### About this task
Below are records; reproduce exactly the lines from the first through the one containing "let item = MenuItems::find_by_id(payload.item_id)".

### Supplied records
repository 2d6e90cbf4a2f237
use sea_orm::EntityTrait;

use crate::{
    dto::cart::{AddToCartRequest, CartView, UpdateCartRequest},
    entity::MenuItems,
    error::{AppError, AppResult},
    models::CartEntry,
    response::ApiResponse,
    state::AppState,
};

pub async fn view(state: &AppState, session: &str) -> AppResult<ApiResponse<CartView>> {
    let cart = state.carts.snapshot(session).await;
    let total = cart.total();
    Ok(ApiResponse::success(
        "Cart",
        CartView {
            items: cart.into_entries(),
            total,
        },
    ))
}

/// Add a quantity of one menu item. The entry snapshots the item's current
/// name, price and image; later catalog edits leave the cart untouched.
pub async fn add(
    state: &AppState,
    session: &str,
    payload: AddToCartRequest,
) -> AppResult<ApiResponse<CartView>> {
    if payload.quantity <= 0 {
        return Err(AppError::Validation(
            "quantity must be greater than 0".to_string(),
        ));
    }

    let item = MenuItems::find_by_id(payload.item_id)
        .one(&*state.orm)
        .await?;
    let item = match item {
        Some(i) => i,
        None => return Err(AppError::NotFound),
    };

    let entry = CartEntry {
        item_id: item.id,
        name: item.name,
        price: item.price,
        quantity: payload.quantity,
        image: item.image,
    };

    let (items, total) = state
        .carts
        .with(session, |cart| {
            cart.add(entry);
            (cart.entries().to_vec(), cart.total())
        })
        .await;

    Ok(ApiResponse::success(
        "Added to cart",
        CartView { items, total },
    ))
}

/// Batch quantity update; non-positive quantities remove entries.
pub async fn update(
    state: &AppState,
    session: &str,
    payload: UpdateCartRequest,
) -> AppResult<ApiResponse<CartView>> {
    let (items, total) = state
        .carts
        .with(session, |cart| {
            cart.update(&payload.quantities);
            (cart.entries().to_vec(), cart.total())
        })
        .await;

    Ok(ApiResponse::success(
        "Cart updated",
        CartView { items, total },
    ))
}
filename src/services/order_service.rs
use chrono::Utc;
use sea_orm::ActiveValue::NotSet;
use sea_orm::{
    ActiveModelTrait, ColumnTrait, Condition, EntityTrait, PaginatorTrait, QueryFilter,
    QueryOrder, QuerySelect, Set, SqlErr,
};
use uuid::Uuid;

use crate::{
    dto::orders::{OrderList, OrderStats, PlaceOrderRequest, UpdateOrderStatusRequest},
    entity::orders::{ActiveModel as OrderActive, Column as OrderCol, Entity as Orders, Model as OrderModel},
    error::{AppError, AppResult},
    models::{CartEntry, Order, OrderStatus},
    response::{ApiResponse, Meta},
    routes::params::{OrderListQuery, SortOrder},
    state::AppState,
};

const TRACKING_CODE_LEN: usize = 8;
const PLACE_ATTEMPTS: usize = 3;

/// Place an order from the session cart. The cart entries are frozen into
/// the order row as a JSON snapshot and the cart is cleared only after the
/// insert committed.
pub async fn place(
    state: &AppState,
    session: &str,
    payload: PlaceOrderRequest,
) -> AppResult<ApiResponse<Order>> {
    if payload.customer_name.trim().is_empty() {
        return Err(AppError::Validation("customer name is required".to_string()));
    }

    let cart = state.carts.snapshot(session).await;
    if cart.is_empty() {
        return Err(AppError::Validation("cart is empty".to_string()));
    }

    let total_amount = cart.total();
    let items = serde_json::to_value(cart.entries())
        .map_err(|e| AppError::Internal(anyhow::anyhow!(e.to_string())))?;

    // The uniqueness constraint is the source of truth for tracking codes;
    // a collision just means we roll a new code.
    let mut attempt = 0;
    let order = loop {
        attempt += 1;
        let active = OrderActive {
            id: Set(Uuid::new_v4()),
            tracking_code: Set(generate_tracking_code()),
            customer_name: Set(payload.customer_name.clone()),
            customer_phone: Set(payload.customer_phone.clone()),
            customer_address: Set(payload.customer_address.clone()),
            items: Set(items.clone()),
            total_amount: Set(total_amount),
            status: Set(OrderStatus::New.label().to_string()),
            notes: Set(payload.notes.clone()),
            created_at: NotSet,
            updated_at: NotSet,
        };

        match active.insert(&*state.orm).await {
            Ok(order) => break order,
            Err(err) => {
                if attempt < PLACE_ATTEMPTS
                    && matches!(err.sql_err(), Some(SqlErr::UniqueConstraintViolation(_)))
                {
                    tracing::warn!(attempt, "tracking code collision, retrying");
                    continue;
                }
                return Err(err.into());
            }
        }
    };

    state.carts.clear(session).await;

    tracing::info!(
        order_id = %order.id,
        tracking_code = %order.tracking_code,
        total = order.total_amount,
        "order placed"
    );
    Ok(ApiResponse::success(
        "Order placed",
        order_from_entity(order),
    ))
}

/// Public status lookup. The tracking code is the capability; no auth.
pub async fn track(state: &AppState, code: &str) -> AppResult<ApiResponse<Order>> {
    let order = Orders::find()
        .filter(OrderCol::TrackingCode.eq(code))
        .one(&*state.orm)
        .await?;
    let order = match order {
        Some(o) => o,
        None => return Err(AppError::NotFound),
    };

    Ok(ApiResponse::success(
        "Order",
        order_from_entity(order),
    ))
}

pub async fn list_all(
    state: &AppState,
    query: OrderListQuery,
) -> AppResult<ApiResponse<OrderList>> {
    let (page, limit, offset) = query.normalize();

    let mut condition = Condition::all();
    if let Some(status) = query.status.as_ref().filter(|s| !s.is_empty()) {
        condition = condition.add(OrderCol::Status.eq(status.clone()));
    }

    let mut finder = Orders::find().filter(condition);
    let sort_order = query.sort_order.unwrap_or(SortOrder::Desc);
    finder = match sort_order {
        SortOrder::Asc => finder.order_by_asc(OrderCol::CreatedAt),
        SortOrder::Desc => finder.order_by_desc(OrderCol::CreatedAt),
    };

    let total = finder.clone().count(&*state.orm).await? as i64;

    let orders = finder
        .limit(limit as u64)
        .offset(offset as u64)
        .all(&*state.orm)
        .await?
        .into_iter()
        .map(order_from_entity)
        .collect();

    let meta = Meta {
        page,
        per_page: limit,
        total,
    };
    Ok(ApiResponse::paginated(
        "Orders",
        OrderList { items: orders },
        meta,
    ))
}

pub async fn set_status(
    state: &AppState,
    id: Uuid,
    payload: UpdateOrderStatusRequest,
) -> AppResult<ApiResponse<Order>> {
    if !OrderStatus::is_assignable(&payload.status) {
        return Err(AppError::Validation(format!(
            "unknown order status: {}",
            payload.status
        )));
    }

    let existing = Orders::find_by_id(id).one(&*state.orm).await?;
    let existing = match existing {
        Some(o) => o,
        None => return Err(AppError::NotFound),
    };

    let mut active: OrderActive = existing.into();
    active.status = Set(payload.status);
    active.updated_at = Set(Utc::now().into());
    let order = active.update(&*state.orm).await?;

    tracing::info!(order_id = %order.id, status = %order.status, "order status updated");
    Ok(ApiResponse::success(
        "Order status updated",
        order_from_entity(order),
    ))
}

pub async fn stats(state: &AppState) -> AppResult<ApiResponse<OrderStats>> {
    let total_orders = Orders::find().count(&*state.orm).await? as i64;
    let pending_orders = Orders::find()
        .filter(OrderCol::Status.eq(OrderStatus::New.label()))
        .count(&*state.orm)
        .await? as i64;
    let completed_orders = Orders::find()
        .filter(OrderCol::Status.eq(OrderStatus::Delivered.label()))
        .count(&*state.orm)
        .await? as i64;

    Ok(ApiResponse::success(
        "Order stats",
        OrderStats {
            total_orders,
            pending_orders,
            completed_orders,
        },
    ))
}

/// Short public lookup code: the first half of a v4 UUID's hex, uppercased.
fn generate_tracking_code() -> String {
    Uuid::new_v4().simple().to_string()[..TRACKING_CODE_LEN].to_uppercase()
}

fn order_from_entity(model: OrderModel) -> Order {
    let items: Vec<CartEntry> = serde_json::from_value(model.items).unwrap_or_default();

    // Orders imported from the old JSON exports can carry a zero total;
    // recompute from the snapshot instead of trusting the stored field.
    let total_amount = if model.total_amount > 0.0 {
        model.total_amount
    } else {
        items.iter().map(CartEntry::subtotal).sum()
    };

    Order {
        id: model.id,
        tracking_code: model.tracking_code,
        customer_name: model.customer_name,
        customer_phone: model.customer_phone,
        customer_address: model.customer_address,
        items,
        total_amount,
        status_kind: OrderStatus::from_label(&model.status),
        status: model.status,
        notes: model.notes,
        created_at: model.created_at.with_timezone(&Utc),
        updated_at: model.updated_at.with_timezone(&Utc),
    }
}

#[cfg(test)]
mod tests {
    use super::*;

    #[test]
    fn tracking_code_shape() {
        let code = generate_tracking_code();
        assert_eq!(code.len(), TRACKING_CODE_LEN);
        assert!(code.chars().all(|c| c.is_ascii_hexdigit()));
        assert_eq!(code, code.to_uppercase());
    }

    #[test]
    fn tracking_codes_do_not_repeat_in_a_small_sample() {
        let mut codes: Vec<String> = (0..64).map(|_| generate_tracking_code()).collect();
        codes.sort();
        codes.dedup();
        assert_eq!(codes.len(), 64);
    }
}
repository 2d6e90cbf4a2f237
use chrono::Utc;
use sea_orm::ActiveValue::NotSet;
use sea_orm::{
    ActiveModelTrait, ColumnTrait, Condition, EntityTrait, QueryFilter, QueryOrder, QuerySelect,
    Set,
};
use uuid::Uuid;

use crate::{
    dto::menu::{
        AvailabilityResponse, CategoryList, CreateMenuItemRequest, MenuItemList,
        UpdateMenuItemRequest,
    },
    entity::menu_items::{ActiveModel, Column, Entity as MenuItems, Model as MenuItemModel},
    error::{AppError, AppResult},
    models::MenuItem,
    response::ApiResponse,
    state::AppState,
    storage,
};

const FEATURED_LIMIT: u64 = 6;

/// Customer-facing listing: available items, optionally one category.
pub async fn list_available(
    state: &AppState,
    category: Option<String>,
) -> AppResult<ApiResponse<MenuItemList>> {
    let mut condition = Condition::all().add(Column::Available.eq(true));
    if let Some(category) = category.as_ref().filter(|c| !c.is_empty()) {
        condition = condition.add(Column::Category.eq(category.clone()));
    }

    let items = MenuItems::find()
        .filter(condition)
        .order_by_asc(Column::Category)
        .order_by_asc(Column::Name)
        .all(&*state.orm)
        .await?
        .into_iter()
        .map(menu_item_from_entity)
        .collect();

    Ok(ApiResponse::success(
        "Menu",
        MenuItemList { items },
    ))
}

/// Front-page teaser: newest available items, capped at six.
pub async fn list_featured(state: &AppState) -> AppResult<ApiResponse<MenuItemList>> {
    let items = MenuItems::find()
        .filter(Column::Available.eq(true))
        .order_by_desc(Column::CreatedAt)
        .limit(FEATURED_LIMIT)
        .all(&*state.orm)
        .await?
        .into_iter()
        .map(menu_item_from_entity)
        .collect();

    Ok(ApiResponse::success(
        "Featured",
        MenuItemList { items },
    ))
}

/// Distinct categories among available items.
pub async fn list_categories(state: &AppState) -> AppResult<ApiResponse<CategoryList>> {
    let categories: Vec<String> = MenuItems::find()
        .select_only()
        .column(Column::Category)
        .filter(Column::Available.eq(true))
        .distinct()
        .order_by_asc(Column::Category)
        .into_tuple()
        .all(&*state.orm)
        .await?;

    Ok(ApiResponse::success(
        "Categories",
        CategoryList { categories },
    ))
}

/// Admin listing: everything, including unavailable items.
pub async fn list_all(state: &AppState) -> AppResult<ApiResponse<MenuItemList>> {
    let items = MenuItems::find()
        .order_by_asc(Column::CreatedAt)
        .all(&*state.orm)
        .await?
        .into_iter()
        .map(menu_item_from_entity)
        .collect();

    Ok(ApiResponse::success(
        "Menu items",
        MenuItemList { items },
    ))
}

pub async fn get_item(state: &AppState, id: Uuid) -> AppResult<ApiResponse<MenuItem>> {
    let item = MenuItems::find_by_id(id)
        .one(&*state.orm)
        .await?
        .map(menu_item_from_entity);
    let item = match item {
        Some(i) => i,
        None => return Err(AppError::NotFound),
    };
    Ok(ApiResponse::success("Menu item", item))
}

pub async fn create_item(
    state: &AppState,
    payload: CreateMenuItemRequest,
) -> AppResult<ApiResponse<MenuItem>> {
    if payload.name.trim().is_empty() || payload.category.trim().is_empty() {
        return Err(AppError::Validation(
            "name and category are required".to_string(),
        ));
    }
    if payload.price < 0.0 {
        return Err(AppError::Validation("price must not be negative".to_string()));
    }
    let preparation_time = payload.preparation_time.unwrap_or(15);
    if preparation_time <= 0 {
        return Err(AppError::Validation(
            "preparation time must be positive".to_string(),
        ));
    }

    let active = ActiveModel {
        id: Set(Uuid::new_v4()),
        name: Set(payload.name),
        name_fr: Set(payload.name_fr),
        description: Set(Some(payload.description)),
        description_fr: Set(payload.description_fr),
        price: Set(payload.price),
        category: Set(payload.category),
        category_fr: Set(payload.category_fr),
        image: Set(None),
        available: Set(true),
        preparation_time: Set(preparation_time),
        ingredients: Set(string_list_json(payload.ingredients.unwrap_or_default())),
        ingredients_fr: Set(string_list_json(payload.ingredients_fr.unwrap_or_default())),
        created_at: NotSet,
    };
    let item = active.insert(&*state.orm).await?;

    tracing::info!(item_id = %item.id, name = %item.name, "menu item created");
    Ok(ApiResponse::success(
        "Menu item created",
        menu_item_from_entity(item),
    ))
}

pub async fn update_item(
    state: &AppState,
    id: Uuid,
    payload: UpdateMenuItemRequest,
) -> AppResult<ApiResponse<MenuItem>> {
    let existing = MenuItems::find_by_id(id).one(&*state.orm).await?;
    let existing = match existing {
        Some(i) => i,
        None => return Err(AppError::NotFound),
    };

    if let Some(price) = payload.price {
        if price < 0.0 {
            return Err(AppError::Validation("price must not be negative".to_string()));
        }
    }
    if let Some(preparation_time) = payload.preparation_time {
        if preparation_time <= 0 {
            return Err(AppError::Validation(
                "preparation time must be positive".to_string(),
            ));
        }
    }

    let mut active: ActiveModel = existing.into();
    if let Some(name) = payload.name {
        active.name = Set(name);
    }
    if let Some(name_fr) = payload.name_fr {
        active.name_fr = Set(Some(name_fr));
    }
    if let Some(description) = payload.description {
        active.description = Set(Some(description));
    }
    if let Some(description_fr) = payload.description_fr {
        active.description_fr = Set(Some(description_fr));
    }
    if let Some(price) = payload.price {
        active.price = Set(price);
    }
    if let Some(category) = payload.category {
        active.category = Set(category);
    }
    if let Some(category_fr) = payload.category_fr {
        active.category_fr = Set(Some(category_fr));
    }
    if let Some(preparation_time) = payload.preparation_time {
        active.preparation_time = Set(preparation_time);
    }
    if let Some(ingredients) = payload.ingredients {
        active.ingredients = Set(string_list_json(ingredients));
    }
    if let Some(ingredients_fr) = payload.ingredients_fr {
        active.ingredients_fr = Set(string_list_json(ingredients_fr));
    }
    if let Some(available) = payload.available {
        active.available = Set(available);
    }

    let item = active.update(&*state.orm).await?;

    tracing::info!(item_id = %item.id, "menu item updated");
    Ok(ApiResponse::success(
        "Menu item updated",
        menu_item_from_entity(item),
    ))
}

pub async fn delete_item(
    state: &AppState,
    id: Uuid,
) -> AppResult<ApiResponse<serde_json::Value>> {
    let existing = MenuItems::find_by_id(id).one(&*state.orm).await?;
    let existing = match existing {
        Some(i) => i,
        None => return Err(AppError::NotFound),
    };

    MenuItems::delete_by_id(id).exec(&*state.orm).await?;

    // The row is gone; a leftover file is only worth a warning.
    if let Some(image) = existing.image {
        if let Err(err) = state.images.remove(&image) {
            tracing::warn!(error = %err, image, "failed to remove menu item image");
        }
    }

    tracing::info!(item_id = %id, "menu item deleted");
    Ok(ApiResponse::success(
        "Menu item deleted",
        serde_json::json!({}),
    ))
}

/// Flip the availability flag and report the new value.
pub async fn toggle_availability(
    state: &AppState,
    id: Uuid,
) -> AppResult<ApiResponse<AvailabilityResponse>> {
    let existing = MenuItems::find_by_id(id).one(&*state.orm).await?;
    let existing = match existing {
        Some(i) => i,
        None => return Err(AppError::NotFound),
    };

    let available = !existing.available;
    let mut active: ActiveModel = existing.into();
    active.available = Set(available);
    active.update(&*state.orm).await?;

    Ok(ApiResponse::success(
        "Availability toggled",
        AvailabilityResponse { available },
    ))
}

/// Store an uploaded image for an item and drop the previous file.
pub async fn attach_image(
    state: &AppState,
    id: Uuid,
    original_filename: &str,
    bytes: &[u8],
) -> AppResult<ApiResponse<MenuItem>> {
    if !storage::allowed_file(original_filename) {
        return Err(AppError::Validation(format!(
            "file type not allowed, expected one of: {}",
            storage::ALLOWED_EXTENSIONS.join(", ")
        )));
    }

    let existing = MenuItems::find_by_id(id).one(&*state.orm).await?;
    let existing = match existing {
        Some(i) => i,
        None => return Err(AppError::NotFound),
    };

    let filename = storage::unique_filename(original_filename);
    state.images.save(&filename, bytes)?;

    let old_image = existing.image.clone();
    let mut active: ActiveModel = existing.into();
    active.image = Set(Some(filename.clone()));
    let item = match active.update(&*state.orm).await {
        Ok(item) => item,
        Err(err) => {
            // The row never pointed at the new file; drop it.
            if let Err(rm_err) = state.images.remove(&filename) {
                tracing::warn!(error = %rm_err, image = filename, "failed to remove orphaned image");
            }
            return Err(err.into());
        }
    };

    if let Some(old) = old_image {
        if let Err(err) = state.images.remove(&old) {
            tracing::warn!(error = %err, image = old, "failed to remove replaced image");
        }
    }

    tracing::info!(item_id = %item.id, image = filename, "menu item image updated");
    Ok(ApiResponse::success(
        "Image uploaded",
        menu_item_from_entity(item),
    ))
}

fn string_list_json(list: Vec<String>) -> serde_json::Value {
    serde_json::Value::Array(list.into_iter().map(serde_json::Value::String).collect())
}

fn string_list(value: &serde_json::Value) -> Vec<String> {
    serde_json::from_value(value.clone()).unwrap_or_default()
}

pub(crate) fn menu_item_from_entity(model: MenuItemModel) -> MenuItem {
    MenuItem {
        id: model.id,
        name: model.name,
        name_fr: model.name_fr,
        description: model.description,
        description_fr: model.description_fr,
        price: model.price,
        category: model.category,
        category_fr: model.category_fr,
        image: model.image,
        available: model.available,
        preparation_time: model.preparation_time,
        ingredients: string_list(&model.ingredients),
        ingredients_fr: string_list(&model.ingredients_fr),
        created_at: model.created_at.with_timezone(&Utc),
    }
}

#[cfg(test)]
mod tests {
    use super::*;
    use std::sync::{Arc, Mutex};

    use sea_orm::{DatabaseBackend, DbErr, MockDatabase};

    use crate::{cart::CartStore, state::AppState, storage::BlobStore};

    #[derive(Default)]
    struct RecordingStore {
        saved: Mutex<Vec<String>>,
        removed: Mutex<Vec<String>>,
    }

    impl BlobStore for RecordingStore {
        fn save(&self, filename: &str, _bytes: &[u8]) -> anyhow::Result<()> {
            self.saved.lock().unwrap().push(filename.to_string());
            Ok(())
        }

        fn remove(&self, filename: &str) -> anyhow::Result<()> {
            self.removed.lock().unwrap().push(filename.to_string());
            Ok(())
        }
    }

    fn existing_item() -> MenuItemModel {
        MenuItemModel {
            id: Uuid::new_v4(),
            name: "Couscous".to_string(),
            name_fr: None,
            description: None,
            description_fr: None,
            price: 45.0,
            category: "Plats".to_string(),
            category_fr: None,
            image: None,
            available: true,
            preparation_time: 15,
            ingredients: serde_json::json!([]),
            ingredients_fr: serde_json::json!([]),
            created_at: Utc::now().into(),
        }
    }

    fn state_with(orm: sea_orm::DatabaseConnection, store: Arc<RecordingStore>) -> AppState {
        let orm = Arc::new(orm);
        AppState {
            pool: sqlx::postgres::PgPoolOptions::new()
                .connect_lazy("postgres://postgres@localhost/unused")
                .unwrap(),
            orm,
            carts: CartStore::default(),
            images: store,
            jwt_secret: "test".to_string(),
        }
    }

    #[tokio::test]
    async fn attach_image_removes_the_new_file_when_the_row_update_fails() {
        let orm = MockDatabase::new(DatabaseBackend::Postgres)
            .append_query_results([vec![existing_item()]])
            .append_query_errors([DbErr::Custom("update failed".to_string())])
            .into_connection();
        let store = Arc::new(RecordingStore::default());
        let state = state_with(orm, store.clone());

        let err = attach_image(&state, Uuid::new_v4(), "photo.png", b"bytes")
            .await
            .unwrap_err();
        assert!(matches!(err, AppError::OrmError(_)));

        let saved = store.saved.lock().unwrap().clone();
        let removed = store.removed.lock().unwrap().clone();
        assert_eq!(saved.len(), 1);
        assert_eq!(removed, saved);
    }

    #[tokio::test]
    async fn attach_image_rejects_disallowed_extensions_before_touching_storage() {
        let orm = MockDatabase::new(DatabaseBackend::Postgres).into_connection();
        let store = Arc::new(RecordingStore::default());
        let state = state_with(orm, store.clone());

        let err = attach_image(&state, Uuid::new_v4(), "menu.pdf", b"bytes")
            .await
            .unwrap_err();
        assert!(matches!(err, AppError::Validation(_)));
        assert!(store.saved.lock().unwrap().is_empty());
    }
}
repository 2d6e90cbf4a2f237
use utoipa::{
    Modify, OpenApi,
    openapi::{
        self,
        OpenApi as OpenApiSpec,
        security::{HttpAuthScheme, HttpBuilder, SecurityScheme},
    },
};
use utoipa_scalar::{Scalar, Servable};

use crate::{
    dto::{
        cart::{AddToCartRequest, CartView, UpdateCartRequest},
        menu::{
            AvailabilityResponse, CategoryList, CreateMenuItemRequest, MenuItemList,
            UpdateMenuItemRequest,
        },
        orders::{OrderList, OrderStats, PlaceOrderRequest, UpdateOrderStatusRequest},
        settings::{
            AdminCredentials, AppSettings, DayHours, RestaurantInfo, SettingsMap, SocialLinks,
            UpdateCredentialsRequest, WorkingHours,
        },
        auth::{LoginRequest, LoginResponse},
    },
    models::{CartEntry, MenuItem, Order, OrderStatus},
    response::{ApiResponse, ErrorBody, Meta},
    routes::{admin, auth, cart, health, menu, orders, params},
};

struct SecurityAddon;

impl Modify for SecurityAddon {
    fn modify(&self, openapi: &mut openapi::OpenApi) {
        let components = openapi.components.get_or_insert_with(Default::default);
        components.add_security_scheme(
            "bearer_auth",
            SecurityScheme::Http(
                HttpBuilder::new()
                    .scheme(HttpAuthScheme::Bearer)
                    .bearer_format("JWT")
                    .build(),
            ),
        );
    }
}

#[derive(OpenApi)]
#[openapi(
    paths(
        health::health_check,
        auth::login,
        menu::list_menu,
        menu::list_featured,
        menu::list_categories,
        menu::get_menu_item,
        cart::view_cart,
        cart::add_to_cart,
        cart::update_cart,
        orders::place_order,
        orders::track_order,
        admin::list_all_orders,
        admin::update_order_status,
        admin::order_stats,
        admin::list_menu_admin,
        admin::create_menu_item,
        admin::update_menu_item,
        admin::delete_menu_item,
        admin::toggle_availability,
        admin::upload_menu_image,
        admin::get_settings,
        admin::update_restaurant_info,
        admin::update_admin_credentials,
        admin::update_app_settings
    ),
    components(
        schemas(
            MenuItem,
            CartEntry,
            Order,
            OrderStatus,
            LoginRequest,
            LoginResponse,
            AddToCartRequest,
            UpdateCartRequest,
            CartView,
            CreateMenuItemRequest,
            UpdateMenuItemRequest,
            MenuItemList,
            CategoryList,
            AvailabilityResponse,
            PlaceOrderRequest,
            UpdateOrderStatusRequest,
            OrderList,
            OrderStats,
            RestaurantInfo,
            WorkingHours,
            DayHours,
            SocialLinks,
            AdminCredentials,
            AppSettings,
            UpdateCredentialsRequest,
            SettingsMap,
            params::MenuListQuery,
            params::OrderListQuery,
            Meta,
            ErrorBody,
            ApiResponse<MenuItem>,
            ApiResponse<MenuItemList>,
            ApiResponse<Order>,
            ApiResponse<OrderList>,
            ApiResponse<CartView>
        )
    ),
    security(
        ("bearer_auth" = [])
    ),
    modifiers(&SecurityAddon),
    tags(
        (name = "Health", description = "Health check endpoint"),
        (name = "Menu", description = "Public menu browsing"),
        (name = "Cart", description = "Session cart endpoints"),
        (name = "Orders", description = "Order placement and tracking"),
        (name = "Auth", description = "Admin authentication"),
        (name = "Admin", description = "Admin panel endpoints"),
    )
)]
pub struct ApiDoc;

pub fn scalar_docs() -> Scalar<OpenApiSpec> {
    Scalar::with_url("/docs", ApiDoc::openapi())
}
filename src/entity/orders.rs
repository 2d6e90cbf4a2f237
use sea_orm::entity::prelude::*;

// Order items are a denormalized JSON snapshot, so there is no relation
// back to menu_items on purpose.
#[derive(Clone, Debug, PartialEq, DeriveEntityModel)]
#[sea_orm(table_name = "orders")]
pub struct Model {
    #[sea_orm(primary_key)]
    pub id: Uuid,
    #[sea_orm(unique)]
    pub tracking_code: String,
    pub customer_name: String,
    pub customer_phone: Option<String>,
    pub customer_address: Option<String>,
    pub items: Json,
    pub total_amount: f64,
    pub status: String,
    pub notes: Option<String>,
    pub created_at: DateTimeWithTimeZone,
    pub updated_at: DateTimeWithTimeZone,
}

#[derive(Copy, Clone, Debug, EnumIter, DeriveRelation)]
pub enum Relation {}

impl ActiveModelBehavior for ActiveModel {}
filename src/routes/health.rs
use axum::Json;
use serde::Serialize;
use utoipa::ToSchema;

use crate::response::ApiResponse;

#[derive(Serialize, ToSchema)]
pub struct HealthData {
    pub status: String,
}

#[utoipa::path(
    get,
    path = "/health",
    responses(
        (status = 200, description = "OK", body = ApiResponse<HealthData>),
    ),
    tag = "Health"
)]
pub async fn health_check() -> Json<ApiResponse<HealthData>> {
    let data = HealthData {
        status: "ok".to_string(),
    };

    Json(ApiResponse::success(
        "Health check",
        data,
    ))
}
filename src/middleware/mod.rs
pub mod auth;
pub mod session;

### Solution to this exercise
repository 2d6e90cbf4a2f237
use sea_orm::EntityTrait;

use crate::{
    dto::cart::{AddToCartRequest, CartView, UpdateCartRequest},
    entity::MenuItems,
    error::{AppError, AppResult},
    models::CartEntry,
    response::ApiResponse,
    state::AppState,
};

pub async fn view(state: &AppState, session: &str) -> AppResult<ApiResponse<CartView>> {
    let cart = state.carts.snapshot(session).await;
    let total = cart.total();
    Ok(ApiResponse::success(
        "Cart",
        CartView {
            items: cart.into_entries(),
            total,
        },
    ))
}

/// Add a quantity of one menu item. The entry snapshots the item's current
/// name, price and image; later catalog edits leave the cart untouched.
pub async fn add(
    state: &AppState,
    session: &str,
    payload: AddToCartRequest,
) -> AppResult<ApiResponse<CartView>> {
    if payload.quantity <= 0 {
        return Err(AppError::Validation(
            "quantity must be greater than 0".to_string(),
        ));
    }

    let item = MenuItems::find_by_id(payload.item_id)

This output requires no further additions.